On how she unwinds: 
I love TV and probably watch more than I should. I try to be mindful, to watch in an intentional way that’s like, Oh, I’m doing this to relax, not to avoid the emotional things I need to work on. I’m currently watching Criminal Minds, which I watched a lot in college. It has put so many irrational fears in my head, but I still love it. I don’t like TV that I have to work too hard for — that’s too cerebral or that feels like it’s work to stay in. I started watching a TV show like that the other day, and I was like, Ah, there are too many words. I need to pay attention too much. It’s too much, whereas with Criminal Minds, you know what to expect and how it’s going to end for the most part. Maybe a second victim is going to get killed before they catch the killer, but there’s something calming about that, because it’s so predictable. I rewatch sitcoms like Schitt’s Creek and New Girl. I try to watch shows that have a happy ending or an easy resolution, because it’s an escape.

I go roller skating when I’m anxious — there’s a park near my house — and I love jigsaw puzzles. I’m not good at them at all, which makes it even more satisfying when things start to come together. I’ve been journaling a lot. That’s a habit I’d recommend to everyone. And I like budgeting. It relaxes me and gives me a sense of control. I find it to be a fun mental exercise, and I can spend hours working through different financial scenarios. I find it calming.
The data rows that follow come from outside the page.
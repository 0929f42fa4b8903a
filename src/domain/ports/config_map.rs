//! Key-value accessor port.
//!
//! The message configuration is read through this trait so the domain never
//! depends on a particular configuration source. Every getter distinguishes
//! three outcomes:
//! - `Ok(Some(value))` - the key is present and holds the requested kind
//! - `Ok(None)` - the key is absent
//! - `Err(AccessError)` - the key is present but cannot be read as that kind

use std::collections::HashMap;
use std::fmt;

use thiserror::Error;

/// The value kinds a [`ConfigMap`] can hand out.
#[derive(Debug, Clone, Copy, PartialEq, Eq, Hash)]
pub enum ValueKind {
    /// A single string
    String,
    /// A boolean flag
    Bool,
    /// An ordered list of strings
    StringList,
    /// A 64-bit signed integer
    Long,
}

impl ValueKind {
    /// Human readable name used in error messages.
    pub const fn as_str(&self) -> &'static str {
        match self {
            Self::String => "string",
            Self::Bool => "boolean",
            Self::StringList => "list of strings",
            Self::Long => "integer",
        }
    }
}

impl fmt::Display for ValueKind {
    fn fmt(&self, f: &mut fmt::Formatter<'_>) -> fmt::Result {
        f.write_str(self.as_str())
    }
}

/// Errors raised by a [`ConfigMap`] when a present value has the wrong shape.
#[derive(Debug, Clone, PartialEq, Eq, Error)]
pub enum AccessError {
    #[error("{key} holds {found} value, expected {expected}")]
    WrongType {
        key: String,
        expected: ValueKind,
        found: ValueKind,
    },

    #[error("{key} cannot be read as {expected}: {message}")]
    Unreadable {
        key: String,
        expected: ValueKind,
        message: String,
    },

    #[error("{key} is an integer outside the 64-bit range: {value}")]
    OutOfRange { key: String, value: String },
}

/// Typed, read-only access to a flat key-value configuration store.
///
/// Keys are dotted paths such as `message.max_text_length`.
pub trait ConfigMap {
    /// Look up a string value.
    fn get_string(&self, key: &str) -> Result<Option<String>, AccessError>;

    /// Look up a boolean value.
    fn get_bool(&self, key: &str) -> Result<Option<bool>, AccessError>;

    /// Look up an ordered list of strings.
    fn get_string_list(&self, key: &str) -> Result<Option<Vec<String>>, AccessError>;

    /// Look up an integer value.
    fn get_long(&self, key: &str) -> Result<Option<i64>, AccessError>;
}

impl<C: ConfigMap + ?Sized> ConfigMap for &C {
    fn get_string(&self, key: &str) -> Result<Option<String>, AccessError> {
        (**self).get_string(key)
    }

    fn get_bool(&self, key: &str) -> Result<Option<bool>, AccessError> {
        (**self).get_bool(key)
    }

    fn get_string_list(&self, key: &str) -> Result<Option<Vec<String>>, AccessError> {
        (**self).get_string_list(key)
    }

    fn get_long(&self, key: &str) -> Result<Option<i64>, AccessError> {
        (**self).get_long(key)
    }
}

/// A value held by [`MemoryConfigMap`].
#[derive(Debug, Clone, PartialEq, Eq)]
pub enum ConfigValue {
    /// A single string
    String(String),
    /// A boolean flag
    Bool(bool),
    /// An ordered list of strings
    StringList(Vec<String>),
    /// A 64-bit signed integer
    Long(i64),
}

impl ConfigValue {
    /// The kind of this value.
    pub const fn kind(&self) -> ValueKind {
        match self {
            Self::String(_) => ValueKind::String,
            Self::Bool(_) => ValueKind::Bool,
            Self::StringList(_) => ValueKind::StringList,
            Self::Long(_) => ValueKind::Long,
        }
    }
}

/// In-memory [`ConfigMap`], mostly useful for tests and programmatic setup.
///
/// Lookups are strict: asking for a kind other than the stored one is an
/// [`AccessError::WrongType`].
#[derive(Debug, Clone, Default, PartialEq, Eq)]
pub struct MemoryConfigMap {
    values: HashMap<String, ConfigValue>,
}

impl MemoryConfigMap {
    pub fn new() -> Self {
        Self::default()
    }

    /// Store `value` under `key`, replacing any previous value.
    pub fn insert(&mut self, key: impl Into<String>, value: ConfigValue) {
        self.values.insert(key.into(), value);
    }

    /// Remove `key`, returning the value it held.
    pub fn remove(&mut self, key: &str) -> Option<ConfigValue> {
        self.values.remove(key)
    }

    pub fn contains(&self, key: &str) -> bool {
        self.values.contains_key(key)
    }

    #[must_use]
    pub fn with_string(mut self, key: impl Into<String>, value: impl Into<String>) -> Self {
        self.insert(key, ConfigValue::String(value.into()));
        self
    }

    #[must_use]
    pub fn with_bool(mut self, key: impl Into<String>, value: bool) -> Self {
        self.insert(key, ConfigValue::Bool(value));
        self
    }

    #[must_use]
    pub fn with_string_list<I, S>(mut self, key: impl Into<String>, values: I) -> Self
    where
        I: IntoIterator<Item = S>,
        S: Into<String>,
    {
        let list = values.into_iter().map(Into::into).collect();
        self.insert(key, ConfigValue::StringList(list));
        self
    }

    #[must_use]
    pub fn with_long(mut self, key: impl Into<String>, value: i64) -> Self {
        self.insert(key, ConfigValue::Long(value));
        self
    }

    #[must_use]
    pub fn without(mut self, key: &str) -> Self {
        self.remove(key);
        self
    }

    fn lookup(&self, key: &str, expected: ValueKind) -> Result<Option<&ConfigValue>, AccessError> {
        match self.values.get(key) {
            Some(value) if value.kind() != expected => Err(AccessError::WrongType {
                key: key.to_string(),
                expected,
                found: value.kind(),
            }),
            other => Ok(other),
        }
    }
}

impl ConfigMap for MemoryConfigMap {
    fn get_string(&self, key: &str) -> Result<Option<String>, AccessError> {
        Ok(match self.lookup(key, ValueKind::String)? {
            Some(ConfigValue::String(value)) => Some(value.clone()),
            _ => None,
        })
    }

    fn get_bool(&self, key: &str) -> Result<Option<bool>, AccessError> {
        Ok(match self.lookup(key, ValueKind::Bool)? {
            Some(ConfigValue::Bool(value)) => Some(*value),
            _ => None,
        })
    }

    fn get_string_list(&self, key: &str) -> Result<Option<Vec<String>>, AccessError> {
        Ok(match self.lookup(key, ValueKind::StringList)? {
            Some(ConfigValue::StringList(values)) => Some(values.clone()),
            _ => None,
        })
    }

    fn get_long(&self, key: &str) -> Result<Option<i64>, AccessError> {
        Ok(match self.lookup(key, ValueKind::Long)? {
            Some(ConfigValue::Long(value)) => Some(*value),
            _ => None,
        })
    }
}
On moving away from self-criticism: 
When I was at the Times, I used to write this column called Self-Helped, a first-person column in which I wrote about self-help books. I stopped writing it, because it was exhausting to constantly be looking at how to make yourself better — an approach I’ve taken for such a long time. Now I skew more toward books that are nourishing. Positive affirmations have been appealing to me. Not in the sense of “I am strong. I am wonderful,” even though there’s nothing wrong with that, but things that go deeper. A counselor I worked with once told me, “You need to understand that you are a human being, not a human doing.” So I guess I’m trying to embody that a little bit more and tell myself, “You’re just being. You don’t have to be doing all the time.”

On the importance of being present: 
I’ve always been goal-oriented, and I’m trying to be more process-oriented. I’ve focused a lot on where I want to be in five years, in ten years. In some ways, that has served me, because a lot of the things I’ve accomplished in life have been goals I’ve had at a particular time. But the process of achieving them was often miserable, because I was stressing myself out, pushing myself further, and being hard on myself when I fell short. I feel so lucky to have had the career that I’ve had, but I feel like I wasn’t present for a lot of it, because my head was always on the next thing, and I regret that. I would encourage people to try to savor where they are right now and see value in it. Don’t wait ten years to feel good about what you’re doing.

On how she manages travel for work:
I traveled more in my previous job. If I’m honest, I never found travel stressful — I thought it was fun! It broke up the monotony of the office, and I really liked staying in hotels. At the time, I lived with other people, so I enjoyed the alone time and reprieve from household chores. I guess mainly I made sure that my flight times gave me space before my reporting so I could decompress. So if I had to do interviews early in the morning, I’d fly in the afternoon before so I could have a sit-down dinner, maybe a cocktail at the hotel bar, and get my research and questions together. I just never wanted to feel rushed.

This interview has been edited and condensed.